> _HOW TO COMPLETE THIS TASK_: In the entries that follow, find the line containing "pub mod validation;"; from there, copy every line exactly through the line containing "use std::path::Path;".

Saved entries
//! Silo host library.
//!
//! Bootstrap and lifecycle controller for a cluster node: layered
//! configuration, typed option binding, a supervised managed service and a
//! bounded shutdown with a guaranteed log flush.

pub mod config;
pub mod error;
pub mod lifecycle;
pub mod observability;
pub mod service;

pub use config::schema::SiloOptions;
pub use error::HostError;
pub use lifecycle::{Host, HostBuilder, HostExit, Shutdown};
pub use service::{FaultReporter, ManagedService, ServiceError};
//! Configuration subsystem.
//!
//! # Data Flow
//! ```text
//! host sources (hostsettings.json, SILO_HOST_*, command line)
//!     → loader.rs (fold in read order)
//!     → MergedConfiguration (host)
//!
//! app sources (appsettings.json, appsettings.{Environment}.json,
//!              SILO_APP_*, command line)
//!     → loader.rs (fold in read order)
//!     → MergedConfiguration (app, immutable, shared via Arc)
//!     → binder.rs (section → option object)
//!     → validation.rs (semantic warnings)
//!     → SiloOptions handed to the service factory
//! ```
//!
//! # Design Decisions
//! - Command-line arguments are always the last source
//! - Optional sources are skipped when absent or unreadable
//! - Keys compare case-insensitively; `:` separates path segments
//! - Binding is lenient: unknown keys and bad values never fail the host

pub mod binder;
pub mod loader;
pub mod merged;
pub mod schema;
pub mod sources;
pub mod validation;

pub use binder::{bind, bind_with_diagnostics, BindDiagnostics};
pub use loader::{ConfigError, ConfigurationBuilder};
pub use merged::{MergedConfiguration, Section};
pub use schema::{
    DashboardOptions, HostOptions, ProviderOptions, SiloConfigOptions, SiloOptions,
};
pub use sources::{CommandLineSource, ConfigurationSource, EnvironmentSource, FileSource};
pub use validation::{validate_options, ValidationWarning};
//! Shared utilities for host integration tests.

#![allow(dead_code)]

use std::io;
use std::path::Path;
use std::sync::atomic::{AtomicUsize, Ordering};
use std::sync::{Arc, Mutex};
use std::time::Duration;

use async_trait::async_trait;
use tokio::time::Instant;
use tracing_subscriber::fmt::MakeWriter;

use silo_host::lifecycle::HostBuilder;
use silo_host::observability::FlushLogs;
use silo_host::{FaultReporter, ManagedService, ServiceError, SiloOptions};

/// Ordered record of the calls a [`ScriptedService`] received.
#[derive(Debug, Default)]
pub struct CallLog(Mutex<Vec<&'static str>>);

impl CallLog {
    pub fn push(&self, call: &'static str) {
        self.0.lock().unwrap().push(call);
    }

    pub fn calls(&self) -> Vec<&'static str> {
        self.0.lock().unwrap().clone()
    }

    pub fn count(&self, call: &str) -> usize {
        self.calls().iter().filter(|c| **c == call).count()
    }
}

/// Managed service whose timing and failures are scripted by the test.
#[derive(Debug, Default, Clone)]
pub struct Script {
    pub start_delay: Duration,
    pub start_error: Option<&'static str>,
    pub stop_delay: Duration,
    /// Report a runtime fault this long after start completes.
    pub fault_after: Option<Duration>,
}

pub struct ScriptedService {
    script: Script,
    log: Arc<CallLog>,
}

impl ScriptedService {
    pub fn new(script: Script, log: Arc<CallLog>) -> Self {
        Self { script, log }
    }
}

#[async_trait]
impl ManagedService for ScriptedService {
    fn name(&self) -> &str {
        "scripted"
    }

    async fn start(&mut self, faults: FaultReporter) -> Result<(), ServiceError> {
        self.log.push("start");
        tokio::time::sleep(self.script.start_delay).await;
        if let Some(message) = self.script.start_error {
            self.log.push("start:failed");
            return Err(ServiceError::Other(message.to_string()));
        }
        if let Some(after) = self.script.fault_after {
            tokio::spawn(async move {
                tokio::time::sleep(after).await;
                faults.report(ServiceError::Other("lost cluster membership".to_string()));
            });
        }
        self.log.push("start:done");
        Ok(())
    }

    async fn stop(&mut self, _deadline: Instant) -> Result<(), ServiceError> {
        self.log.push("stop");
        tokio::time::sleep(self.script.stop_delay).await;
        self.log.push("stop:done");
        Ok(())
    }

    fn abort(&mut self) {
        self.log.push("abort");
    }
}

/// Factory closure producing a [`ScriptedService`] and remembering the options it saw.
pub fn scripted_factory(
    script: Script,
    log: Arc<CallLog>,
    seen: Arc<Mutex<Option<SiloOptions>>>,
) -> impl FnOnce(&SiloOptions) -> Box<dyn ManagedService> + Send + 'static {
    move |options| {
        *seen.lock().unwrap() = Some(options.clone());
        log.push("factory");
        Box::new(ScriptedService::new(script, log)) as Box<dyn ManagedService>
    }
}

/// Flush handle that counts its flushes.
#[derive(Debug, Default)]
pub struct CountingFlush(AtomicUsize);

impl CountingFlush {
    pub fn count(&self) -> usize {
        self.0.load(Ordering::SeqCst)
    }
}

impl FlushLogs for CountingFlush {
    fn flush(&self) {
        self.0.fetch_add(1, Ordering::SeqCst);
    }
}

/// Host builder isolated from the process environment.
pub fn builder(root: &Path, args: &[&str], env: &[(&str, &str)]) -> HostBuilder {
    HostBuilder::new(root)
        .with_args(args.iter().map(|a| a.to_string()).collect())
        .with_env_vars(
            env.iter()
                .map(|(k, v)| (k.to_string(), v.to_string()))
                .collect(),
        )
}

/// In-memory log sink for asserting on formatted events.
#[derive(Clone, Default)]
pub struct CapturedLogs(Arc<Mutex<Vec<u8>>>);

impl CapturedLogs {
    pub fn contents(&self) -> String {
        String::from_utf8_lossy(&self.0.lock().unwrap()).into_owned()
    }
}

impl io::Write for CapturedLogs {
    fn write(&mut self, buf: &[u8]) -> io::Result<usize> {
        self.0.lock().unwrap().extend_from_slice(buf);
        Ok(buf.len())
    }

    fn flush(&mut self) -> io::Result<()> {
        Ok(())
    }
}

impl<'a> MakeWriter<'a> for CapturedLogs {
    type Writer = CapturedLogs;

    fn make_writer(&'a self) -> Self::Writer {
        self.clone()
    }
}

> _RESPONSE_:
pub mod validation;

pub use binder::{bind, bind_with_diagnostics, BindDiagnostics};
pub use loader::{ConfigError, ConfigurationBuilder};
pub use merged::{MergedConfiguration, Section};
pub use schema::{
    DashboardOptions, HostOptions, ProviderOptions, SiloConfigOptions, SiloOptions,
};
pub use sources::{CommandLineSource, ConfigurationSource, EnvironmentSource, FileSource};
pub use validation::{validate_options, ValidationWarning};
//! Shared utilities for host integration tests.

#![allow(dead_code)]

use std::io;
use std::path::Path;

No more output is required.